Activity
Give back the entries exactly, ending with the "impl Default for" line.

Provided entries

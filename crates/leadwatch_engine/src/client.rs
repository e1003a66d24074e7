use std::time::Duration;

use reqwest::{Response, Url};
use serde_json::Value;

use crate::ApiError;

#[derive(Debug, Clone)]
pub struct ApiSettings {
    pub base_url: String,
    /// Key of the stream to read from the status endpoint's `logs` map.
    pub log_stream: String,
    pub connect_timeout: Duration,
    /// Per-request timeout of a status poll.
    pub feed_timeout: Duration,
    /// Per-request timeout of job calls; enrichment can block for minutes.
    pub job_timeout: Duration,
}

impl Default for ApiSettings {
    fn default() -> Self {
        Self {
            base_url: "http://127.0.0.1:8000".to_string(),
            log_stream: "scraper_debug.log".to_string(),
            connect_timeout: Duration::from_secs(10),
            feed_timeout: Duration::from_secs(10),
            job_timeout: Duration::from_secs(600),
        }
    }
}

/// Shared HTTP plumbing for every call to the job host.
#[derive(Debug, Clone)]
pub struct ApiClient {
    http: reqwest::Client,
    base: Url,
    settings: ApiSettings,
}

impl ApiClient {
    pub fn new(settings: ApiSettings) -> Result<Self, ApiError> {
        let base = Url::parse(&settings.base_url)
            .map_err(|err| ApiError::InvalidUrl(format!("{}: {err}", settings.base_url)))?;
        if base.cannot_be_a_base() {
            return Err(ApiError::InvalidUrl(settings.base_url.clone()));
        }
        let http = reqwest::Client::builder()
            .connect_timeout(settings.connect_timeout)
            .build()
            .map_err(|err| ApiError::Network(err.to_string()))?;
        Ok(Self {
            http,
            base,
            settings,
        })
    }

    pub fn settings(&self) -> &ApiSettings {
        &self.settings
    }

    pub(crate) fn http(&self) -> &reqwest::Client {
        &self.http
    }

    /// Appends percent-encoded path segments to the base URL.
    pub(crate) fn endpoint(&self, segments: &[&str]) -> Result<Url, ApiError> {
        let mut url = self.base.clone();
        url.path_segments_mut()
            .map_err(|()| ApiError::InvalidUrl(self.settings.base_url.clone()))?
            .pop_if_empty()
            .extend(segments);
        Ok(url)
    }
}

pub(crate) fn map_reqwest_error(err: reqwest::Error) -> ApiError {
    if err.is_timeout() {
        return ApiError::Timeout;
    }
    if err.is_decode() {
        return ApiError::Decode(err.to_string());
    }
    ApiError::Network(err.to_string())
}

/// Passes success responses through; turns anything else into `HttpStatus`,
/// preferring the server's `{"detail": ...}` message.
pub(crate) async fn check_status(response: Response) -> Result<Response, ApiError> {
    let status = response.status();
    if status.is_success() {
        return Ok(response);
    }
    let body = response.text().await.unwrap_or_default();
    let detail = serde_json::from_str::<Value>(&body)
        .ok()
        .and_then(|value| value.get("detail").cloned())
        .map(|detail| match detail {
            Value::String(text) => text,
            other => other.to_string(),
        })
        .unwrap_or_else(|| format!("Server returned {}", status.as_u16()));
    Err(ApiError::HttpStatus {
        status: status.as_u16(),
        detail,
    })
}
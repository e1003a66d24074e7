//! Platform logging initialization for leadwatch.
//!
//! File output goes to `./leadwatch.log` in the current working directory.
//! The terminal only receives warnings and errors so log output does not
//! interleave with the console render.

use std::fs::File;
use std::path::PathBuf;

use log::LevelFilter;
use simplelog::{
    ColorChoice, CombinedLogger, Config, ConfigBuilder, SharedLogger, TermLogger, TerminalMode,
    WriteLogger,
};

const LOG_FILENAME: &str = "./leadwatch.log";

/// Destination for log output.
#[derive(Debug, Clone, Copy, PartialEq, Eq)]
pub enum LogDestination {
    /// Write to ./leadwatch.log in current directory.
    File,
    /// Write warnings and errors to the terminal (stderr).
    Terminal,
    /// Write to both file and terminal.
    Both,
}

/// Initialize the logger with the specified destination.
pub fn initialize(destination: LogDestination, verbose: bool) {
    let level = if verbose {
        LevelFilter::Debug
    } else {
        LevelFilter::Info
    };

    let config = build_config();

    let loggers: Vec<Box<dyn SharedLogger>> = match destination {
        LogDestination::File => {
            if let Some(file_logger) = create_file_logger(level, config) {
                vec![file_logger]
            } else {
                return;
            }
        }
        LogDestination::Terminal => vec![terminal_logger(config)],
        LogDestination::Both => {
            let mut loggers: Vec<Box<dyn SharedLogger>> = vec![terminal_logger(config.clone())];
            if let Some(file_logger) = create_file_logger(level, config) {
                loggers.push(file_logger);
            }
            loggers
        }
    };

    let _ = CombinedLogger::init(loggers);
}

fn build_config() -> Config {
    ConfigBuilder::new()
        .set_time_format_rfc3339()
        .set_target_level(LevelFilter::Error)
        .build()
}

fn terminal_logger(config: Config) -> Box<TermLogger> {
    TermLogger::new(
        LevelFilter::Warn,
        config,
        TerminalMode::Stderr,
        ColorChoice::Auto,
    )
}

fn create_file_logger(level: LevelFilter, config: Config) -> Option<Box<WriteLogger<File>>> {
    let log_path = PathBuf::from(LOG_FILENAME);
    match File::create(&log_path) {
        Ok(file) => Some(WriteLogger::new(level, config, file)),
        Err(err) => {
            eprintln!("Warning: Could not create log file at {:?}: {}", log_path, err);
            None
        }
    }
}
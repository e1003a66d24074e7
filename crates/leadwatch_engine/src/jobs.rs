use leadwatch_logging::watch_info;

use crate::client::{check_status, map_reqwest_error};
use crate::{AgentRunAck, AgentRunRequest, ApiClient, ApiError, EnrichmentOutcome, LeadRecord};

/// Control surface of the job host.
#[async_trait::async_trait]
pub trait JobApi: Send + Sync {
    /// Runs the manager enrichment for a lead. Resolves when the job finishes.
    async fn start_enrichment(&self, lead_id: &str) -> Result<EnrichmentOutcome, ApiError>;

    /// Hands a verification code to a job blocked on one.
    async fn submit_verification_code(&self, code: &str) -> Result<(), ApiError>;

    /// Starts a lead-generation agent run in the background.
    async fn run_agent(&self, request: &AgentRunRequest) -> Result<AgentRunAck, ApiError>;

    /// Reloads a lead record from the record store.
    async fn fetch_lead(&self, lead_id: &str) -> Result<LeadRecord, ApiError>;
}

#[derive(Debug, Clone)]
pub struct ReqwestJobApi {
    api: ApiClient,
}

impl ReqwestJobApi {
    pub fn new(api: ApiClient) -> Self {
        Self { api }
    }
}

#[async_trait::async_trait]
impl JobApi for ReqwestJobApi {
    async fn start_enrichment(&self, lead_id: &str) -> Result<EnrichmentOutcome, ApiError> {
        let url = self.api.endpoint(&["leads", lead_id, "enrich-managers"])?;
        watch_info!("Sending enrichment request for {}", lead_id);
        let response = self
            .api
            .http()
            .post(url)
            .timeout(self.api.settings().job_timeout)
            .send()
            .await
            .map_err(map_reqwest_error)?;
        let response = check_status(response).await?;
        response.json().await.map_err(map_reqwest_error)
    }

    async fn submit_verification_code(&self, code: &str) -> Result<(), ApiError> {
        let url = self.api.endpoint(&["submit-2fa"])?;
        let response = self
            .api
            .http()
            .post(url)
            .timeout(self.api.settings().feed_timeout)
            .json(&serde_json::json!({ "code": code }))
            .send()
            .await
            .map_err(map_reqwest_error)?;
        check_status(response).await?;
        Ok(())
    }

    async fn run_agent(&self, request: &AgentRunRequest) -> Result<AgentRunAck, ApiError> {
        let url = self.api.endpoint(&["run-agent"])?;
        let response = self
            .api
            .http()
            .post(url)
            .timeout(self.api.settings().job_timeout)
            .json(request)
            .send()
            .await
            .map_err(map_reqwest_error)?;
        let response = check_status(response).await?;
        response.json().await.map_err(map_reqwest_error)
    }

    async fn fetch_lead(&self, lead_id: &str) -> Result<LeadRecord, ApiError> {
        let url = self.api.endpoint(&["leads", lead_id])?;
        let response = self
            .api
            .http()
            .get(url)
            .timeout(self.api.settings().feed_timeout)
            .send()
            .await
            .map_err(map_reqwest_error)?;
        let response = check_status(response).await?;
        response.json().await.map_err(map_reqwest_error)
    }
}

Answer box
filename crates/leadwatch_engine/src/client.rs
repository e1003a66d24074e7
use std::time::Duration;

use reqwest::{Response, Url};
use serde_json::Value;

use crate::ApiError;

#[derive(Debug, Clone)]
pub struct ApiSettings {
    pub base_url: String,
    /// Key of the stream to read from the status endpoint's `logs` map.
    pub log_stream: String,
    pub connect_timeout: Duration,
    /// Per-request timeout of a status poll.
    pub feed_timeout: Duration,
    /// Per-request timeout of job calls; enrichment can block for minutes.
    pub job_timeout: Duration,
}

impl Default for ApiSettings {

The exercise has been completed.